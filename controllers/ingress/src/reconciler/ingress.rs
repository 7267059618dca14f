//! Ingress walk: backends, annotation rules, certificates and routes.

use super::custom_resources::{apply_backend, lookup_backend};
use super::{service_addresses, SyncContext};
use crate::annotations::ingress::{self as ingress_annotations, IngressContext};
use crate::annotations::{backend, Annotations};
use crate::config::ControllerConfig;
use crate::error::ControllerError;
use crate::haproxy::base::{HTTPS_FRONTEND, HTTP_FRONTEND};
use crate::router::{add_route, Route};
use crate::rules::RuleId;
use crate::store::{Ingress, IngressPath, K8sStore, Namespace, PathType};
use crate::utils::{backend_name, split_ns_name};
use haproxy_client::{Backend, Mode};
use std::collections::BTreeSet;
use tracing::{debug, trace};

const LEGACY_CLASS_ANNOTATION: &str = "kubernetes.io/ingress.class";

/// What the ingress walk found across all ingresses.
#[derive(Debug, Default, Clone, PartialEq, Eq)]
pub struct IngressSummary {
    /// At least one route is SSL passthrough
    pub ssl_passthrough: bool,
    /// Userlists referenced this sync
    pub userlists: BTreeSet<String>,
    pub routes: usize,
}

/// True when this controller serves `ingress`.
fn class_matches(config: &ControllerConfig, store: &K8sStore, ingress: &Ingress) -> bool {
    let annotated = Annotations::new(Some(&ingress.annotations), None, None)
        .get("ingress.class")
        .or_else(|| ingress.annotations.get(LEGACY_CLASS_ANNOTATION).map(String::as_str));
    let class = ingress.class_name.as_deref().or(annotated);
    let Some(class) = class.filter(|c| !c.is_empty()) else {
        return config.empty_ingress_class;
    };
    if let Some(ingress_class) = store.ingress_class(class) {
        return ingress_class.controller == config.controller_class;
    }
    class == config.ingress_class
}

/// Adds every served ingress to the transaction.
pub(super) async fn sync_ingresses(ctx: &mut SyncContext<'_>) -> IngressSummary {
    let store = ctx.store;
    let mut summary = IngressSummary::default();
    for ns in store.namespaces.values().filter(|ns| ns.relevant) {
        for ingress in ns.live_ingresses() {
            if !class_matches(ctx.config, store, ingress) {
                trace!(ingress = %format!("{}/{}", ns.name, ingress.name), "ingress class not served");
                continue;
            }
            sync_ingress(ctx, ns, ingress, &mut summary).await;
        }
    }
    summary
}

async fn sync_ingress(ctx: &mut SyncContext<'_>, ns: &Namespace, ingress: &Ingress, summary: &mut IngressSummary) {
    let ann = Annotations::new(Some(&ingress.annotations), None, ctx.configmap);
    let settings = ingress_annotations::parse(
        &ann,
        IngressContext {
            namespace: &ns.name,
            name: &ingress.name,
            has_tls: !ingress.tls.is_empty(),
            allow_ssl_passthrough: ctx.config.ssl_passthrough,
        },
        ctx.store,
        ctx.errors,
    );

    if let Some(userlist) = settings.userlist.clone() {
        summary.userlists.insert(userlist.name.clone());
        let name = userlist.name.clone();
        if ctx.txn.userlist_replace(userlist) {
            ctx.haproxy.request_reload(format!("userlist {name} updated"));
        }
    }
    if let Some(table) = &settings.rate_limit {
        let backend = Backend {
            stick_table: Some(table.stick_table.clone()),
            ..Backend::new(&table.name, Mode::Http)
        };
        if let Err(e) = ctx.haproxy.sync_backend_section(ctx.txn, backend, Vec::new()) {
            ctx.errors.add(e);
        }
    }

    let mut rule_ids: Vec<RuleId> = Vec::new();
    for rule in &settings.rules {
        for frontend in [HTTP_FRONTEND, HTTPS_FRONTEND] {
            ctx.haproxy.rules.add(frontend, rule.clone(), true);
        }
        rule_ids.push(rule.id());
    }
    for rule in &settings.http_rules {
        rule_ids.push(ctx.haproxy.rules.add(HTTP_FRONTEND, rule.clone(), true));
    }

    for tls in &ingress.tls {
        if settings.ssl_passthrough {
            break;
        }
        add_certificate(ctx, &ns.name, &tls.secret_name).await;
    }

    let mut paths: Vec<(&str, &IngressPath)> = Vec::new();
    if let Some(default) = &ingress.default_backend {
        paths.push(("", default));
    }
    for rule in &ingress.rules {
        for path in &rule.paths {
            paths.push((rule.host.as_str(), path));
        }
    }

    for (host, path) in paths {
        let Some(backend) = sync_path_backend(ctx, ns, ingress, path, settings.ssl_passthrough) else {
            continue;
        };
        let mut route = Route {
            host: host.to_string(),
            path: path.path.clone(),
            path_type: path.path_type,
            backend,
            rule_ids: rule_ids.clone(),
            ssl_passthrough: settings.ssl_passthrough,
        };
        if route.path.is_empty() && !route.ssl_passthrough {
            route.path = "/".to_string();
            route.path_type = PathType::Prefix;
        }
        if let Some(acl) = &settings.route_acl
            && !route.ssl_passthrough
        {
            ctx.haproxy.custom_routes.add(&mut ctx.haproxy.maps, &route, acl);
        } else if let Err(e) = add_route(&mut ctx.haproxy.maps, &route) {
            ctx.errors.add(e);
            continue;
        }
        summary.ssl_passthrough |= route.ssl_passthrough;
        summary.routes += 1;
    }
}

/// Writes the certificate of `secret`, either `name` in the ingress
/// namespace or `ns/name`.
pub(super) async fn add_certificate(ctx: &mut SyncContext<'_>, namespace: &str, secret: &str) {
    let Some((ns, name)) = ctx.errors.collect(split_ns_name(secret, namespace)) else {
        return;
    };
    let Some(secret) = ctx.store.secret(ns, name) else {
        ctx.errors.add(ControllerError::NotFound(format!("secret {ns}/{name}")));
        return;
    };
    let haproxy = &mut *ctx.haproxy;
    if let Err(e) = haproxy.certs.add_secret(secret, &haproxy.writer).await {
        ctx.errors.add(e);
    }
}

/// Syncs the backend of one ingress path. Returns its name.
fn sync_path_backend(
    ctx: &mut SyncContext<'_>,
    ns: &Namespace,
    ingress: &Ingress,
    path: &IngressPath,
    tcp: bool,
) -> Option<String> {
    let Some(service) = ns.service(&path.service) else {
        ctx.errors.add(ControllerError::NotFound(format!(
            "service {}/{} of ingress {}",
            ns.name, path.service, ingress.name
        )));
        return None;
    };
    let Some(service_port) = service.port(&path.port) else {
        ctx.errors.add(ControllerError::NotFound(format!(
            "port {} of service {}/{}",
            path.port, ns.name, service.name
        )));
        return None;
    };

    let port_label = if service_port.name.is_empty() {
        service_port.port.to_string()
    } else {
        service_port.name.clone()
    };
    let ann = Annotations::new(Some(&ingress.annotations), Some(&service.annotations), ctx.configmap);
    // invalid values are reported by backend::parse
    let standalone = ann.bool("standalone-backend").ok().flatten().unwrap_or(false);
    let name = if standalone {
        backend_name(&ns.name, &format!("{}_{}", ingress.name, service.name), &port_label)
    } else {
        backend_name(&ns.name, &service.name, &port_label)
    };
    if ctx.haproxy.is_backend_active(&name) {
        return Some(name);
    }

    let mode = if tcp { Mode::Tcp } else { Mode::Http };
    let mut settings = backend::parse(
        &ann,
        &name,
        mode,
        ctx.store.replicas(),
        ctx.config.disable_config_snippets.backend,
        ctx.errors,
    );
    if let Some(spec) = lookup_backend(ctx.store, settings.cr_backend.as_ref(), ctx.errors)
        && let Some(config) = &spec.config
    {
        apply_backend(&mut settings.backend, config, ctx.errors);
    }

    let (addresses, port) = service_addresses(ns, service, service_port);
    debug!(backend = %name, servers = addresses.len(), "syncing backend");
    if let Err(e) = ctx.haproxy.sync_backend(ctx.txn, &settings, &addresses, port) {
        ctx.errors.add(e);
        return None;
    }
    Some(name)
}

#[cfg(test)]
mod tests {
    use super::*;
    use crate::store::events::{EventData, SyncDataEvent};
    use crate::store::{IngressClass, NamespaceFilter};
    use crate::test_utils;

    fn config() -> ControllerConfig {
        ControllerConfig::from_lookup(|_| None).unwrap()
    }

    fn ingress(class: Option<&str>) -> Ingress {
        Ingress {
            namespace: "ns".to_string(),
            name: "web".to_string(),
            class_name: class.map(ToString::to_string),
            ..Default::default()
        }
    }

    #[test]
    fn test_class_by_name_and_annotation() {
        let store = K8sStore::new(NamespaceFilter::default());
        let config = config();
        assert!(class_matches(&config, &store, &ingress(Some("haproxy"))));
        assert!(!class_matches(&config, &store, &ingress(Some("nginx"))));
        assert!(!class_matches(&config, &store, &ingress(None)));

        let legacy = test_utils::with_annotation(ingress(None), "ingress.class", "haproxy");
        assert!(class_matches(&config, &store, &legacy));
        let mut kubernetes = ingress(None);
        kubernetes
            .annotations
            .insert(LEGACY_CLASS_ANNOTATION.to_string(), "haproxy".to_string());
        assert!(class_matches(&config, &store, &kubernetes));
    }

    #[test]
    fn test_class_resolved_through_ingress_class() {
        let mut store = K8sStore::new(NamespaceFilter::default());
        store.event_process(&SyncDataEvent::new(
            "",
            "public",
            EventData::IngressClass(IngressClass {
                name: "public".to_string(),
                controller: "haproxy.org/ingress-controller".to_string(),
            }),
        ));
        store.event_process(&SyncDataEvent::new(
            "",
            "haproxy",
            EventData::IngressClass(IngressClass {
                name: "haproxy".to_string(),
                controller: "example.com/other".to_string(),
            }),
        ));
        let config = config();
        assert!(class_matches(&config, &store, &ingress(Some("public"))));
        assert!(!class_matches(&config, &store, &ingress(Some("haproxy"))));
    }

    #[test]
    fn test_empty_class_served_when_enabled() {
        let store = K8sStore::new(NamespaceFilter::default());
        let config = ControllerConfig::from_lookup(|name| (name == "EMPTY_INGRESS_CLASS").then(|| "true".to_string()))
            .unwrap();
        assert!(class_matches(&config, &store, &ingress(None)));
    }
}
──────
▶ _AIM OF THE TASK_
All lines of the records containing "maps" should be shown.

▶ _TASK OUTPUT_
            ctx.haproxy.custom_routes.add(&mut ctx.haproxy.maps, &route, acl);
        } else if let Err(e) = add_route(&mut ctx.haproxy.maps, &route) {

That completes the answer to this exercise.